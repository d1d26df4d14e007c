use super::dom::{self, Listener};
use super::frame::FrameLoop;
use super::pointer;
use crate::core::{DrawSurface, NullSurface, ParticleConfig, ParticleField, Rgba};
use std::cell::RefCell;
use std::f64::consts::TAU;
use std::rc::Rc;
use wasm_bindgen::JsCast;
use web_sys as web;

/// `DrawSurface` backed by a canvas 2-D context.
pub struct CanvasSurface {
    ctx: web::CanvasRenderingContext2d,
}

impl CanvasSurface {
    pub fn acquire(canvas: &web::HtmlCanvasElement) -> Option<Self> {
        let ctx = canvas
            .get_context("2d")
            .ok()
            .flatten()?
            .dyn_into::<web::CanvasRenderingContext2d>()
            .ok()?;
        Some(Self { ctx })
    }
}

impl DrawSurface for CanvasSurface {
    fn clear(&mut self, width: f32, height: f32) {
        self.ctx.clear_rect(0.0, 0.0, width as f64, height as f64);
    }

    fn fill_circle(&mut self, x: f32, y: f32, radius: f32, color: Rgba) {
        self.ctx.begin_path();
        if self
            .ctx
            .arc(x as f64, y as f64, radius.max(0.0) as f64, 0.0, TAU)
            .is_err()
        {
            return;
        }
        self.ctx.set_fill_style_str(&color.to_css());
        self.ctx.fill();
    }
}

/// A particle field animating on a canvas for as long as it is held.
pub struct ParticleLayer {
    field: Rc<RefCell<ParticleField>>,
    frame: FrameLoop,
    _resize: Option<Listener>,
    _pointer: Option<Listener>,
}

impl ParticleLayer {
    pub fn mount(canvas: web::HtmlCanvasElement, config: ParticleConfig, seed: u64) -> Self {
        let bounds = dom::sync_canvas_size(&canvas);
        let field = Rc::new(RefCell::new(ParticleField::new(config, bounds, seed)));

        let mut surface: Box<dyn DrawSurface> = match CanvasSurface::acquire(&canvas) {
            Some(s) => Box::new(s),
            None => {
                log::warn!("[particles] no 2d context for #{}; rendering disabled", canvas.id());
                Box::new(NullSurface)
            }
        };

        let field_tick = field.clone();
        let frame = FrameLoop::start(move || {
            field_tick.borrow_mut().tick(surface.as_mut());
        });

        let canvas_resize = canvas.clone();
        let field_resize = field.clone();
        let resize = Listener::on_window("resize", move |_| {
            let bounds = dom::sync_canvas_size(&canvas_resize);
            field_resize.borrow_mut().set_bounds(bounds);
        });

        let pointer = pointer::track_canvas_pointer(canvas.clone(), field.clone());

        log::info!(
            "[particles] mounted #{} with {} particles ({}x{})",
            canvas.id(),
            field.borrow().len(),
            bounds.x,
            bounds.y
        );

        Self {
            field,
            frame,
            _resize: resize,
            _pointer: pointer,
        }
    }

    /// Stop animating; listeners are released when the layer is dropped.
    pub fn stop(&self) {
        self.frame.stop();
        self.field.borrow_mut().clear_pointer();
    }
}

impl Drop for ParticleLayer {
    fn drop(&mut self) {
        self.stop();
    }
}
use super::dom::{self, Listener};
use crate::core::{progress_width, scroll_progress};
use crate::markup::PROGRESS_BAR_ID;
use web_sys as web;

fn current_progress(window: &web::Window, document: &web::Document) -> f64 {
    let scroll_y = window.scroll_y().unwrap_or(0.0);
    let viewport = window
        .inner_height()
        .ok()
        .and_then(|v| v.as_f64())
        .unwrap_or(0.0);
    let doc_height = document
        .document_element()
        .map(|el| el.scroll_height() as f64)
        .unwrap_or(0.0);
    scroll_progress(scroll_y, doc_height, viewport)
}

/// Keep the progress bar width in step with the scroll position.
pub fn wire_scroll_progress(document: &web::Document) -> Option<Listener> {
    let bar: web::HtmlElement = dom::element_by_id(document, PROGRESS_BAR_ID)?;
    let window = web::window()?;
    let document = document.clone();
    let update = move || {
        let pct = current_progress(&window, &document);
        _ = bar.style().set_property("width", &progress_width(pct));
    };
    update();
    Listener::on_window("scroll", move |_| update())
}
//! Animated single-page portfolio compiled to WebAssembly.
//!
//! `core` and `markup` are platform independent and tested on the host; the
//! `web` module wires them to the DOM and only builds for `wasm32`.

pub mod core;
pub mod markup;

#[cfg(target_arch = "wasm32")]
mod web;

What you should do
Please find every line in the records above that holds the word "impl" and copy it.

Answer section
impl CanvasSurface {
impl DrawSurface for CanvasSurface {
impl ParticleLayer {
impl Drop for ParticleLayer {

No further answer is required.